"The Handmaid's Tale" would appear to be returning at an auspicious time, as the overturning of Roe v. Wade has thrust Margaret Atwood's dystopian vision into the spotlight.
But the arc of this fifth season is ill-suited to the moment, more narrowly focused on the bond of hatred between June and Serena, at the expense of almost everything else.
The brutal, cathartic fate of Commander Waterford (Joseph Fiennes), as orchestrated by June (Elisabeth Moss) at the close of the fourth season, left its mark on Serena (Yvonne Strahovski), his widow and partner in the crimes of Gilead.

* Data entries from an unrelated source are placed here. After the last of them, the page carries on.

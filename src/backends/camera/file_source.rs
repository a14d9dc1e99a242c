// SPDX-License-Identifier: GPL-3.0-only

//! Still-image frame source
//!
//! Loads image files as frames so the frame processor can be driven without
//! a camera (CLI scans, tests, replaying captures).

use super::types::{CameraFrame, PixelFormat};
use crate::constants::is_image_extension;
use crate::errors::FrameError;
use std::path::Path;
use tracing::{debug, info};

/// Load an image file as an RGBA frame
pub fn load_image_as_frame(path: &Path) -> Result<CameraFrame, FrameError> {
    let extension = path
        .extension()
        .and_then(|e| e.to_str())
        .map(|e| e.to_lowercase())
        .unwrap_or_default();

    if !is_image_extension(&extension) {
        return Err(FrameError::LoadFailed(format!(
            "Unsupported file format: '{}'",
            path.display()
        )));
    }

    info!(path = %path.display(), "Loading image file");

    let img = image::open(path).map_err(|e| {
        FrameError::LoadFailed(format!("Failed to load image '{}': {}", path.display(), e))
    })?;

    let rgba = img.to_rgba8();
    let width = rgba.width();
    let height = rgba.height();

    debug!(width, height, "Image loaded successfully");

    CameraFrame::new(width, height, width * 4, PixelFormat::RGBA, rgba.into_raw())
}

Yet even in a patriarchal society, Serena is not without the political skills of a survivor. And while she escaped Gilead, June remains unable to let go of her simmering anger (nobody does stares of intense rage like Moss), drawing her back again and again.
While shedding old grievances would surely be the practical move, that's simply not in her, much to the chagrin of her husband, Luke (O-T Fagbenle).
The season thus becomes a sort of prolonged battle of titans, even with the characters separated, offering splendid showcases for Moss and Strahovski as well as an extended rumination on the sacrifices associated with motherhood.
With Moss again wearing multiple hats as star, producer and occasional director, "Handmaid's Tale" seldom fails to deliver stark or shocking moments.
At the same time, the latest season (based on watching eight of its 10 episodes) feels even more guilty of indulging in chapters that play like filler and at best inch the story forward.
Having announced that the sixth season will be the last, the series should benefit from the opportunity to build toward an end game, one that almost nobody could accuse of being premature.
The macro story does explore the relationship of Gilead to the larger world, and uncomfortable questions about what its neighbors will tolerate in the pragmatic pursuit of political accommodation.
There are also other less-developed subplots, among them Aunt Lydia (Ann Dowd), and what the burdens of a conscience might look like; Nick (Max Minghella), still pining for June as he seeks to chart his own path; and Bradley Whitford's Commander Lawrence, whose belief in the goal of quietly reforming Gilead from within has become a central tension on that larger level.
Fundamentally, though, "The Handmaid's Tale" has labored to match the searing urgency and striking imagery (all those crimson cloaks, which even showed up at a Supreme Court protest) that made its Emmy-winning first season memorable in a way that practically leapt off the screen.
The Hulu series obviously hasn't lost any of its relevance, and indeed, some of its themes resonate in a more pointed manner.
Yet while this season continues the grinding march toward the end of June's story, it reinforces a sense that despite the promise of a conclusion that lies ahead, the show's best days are behind it.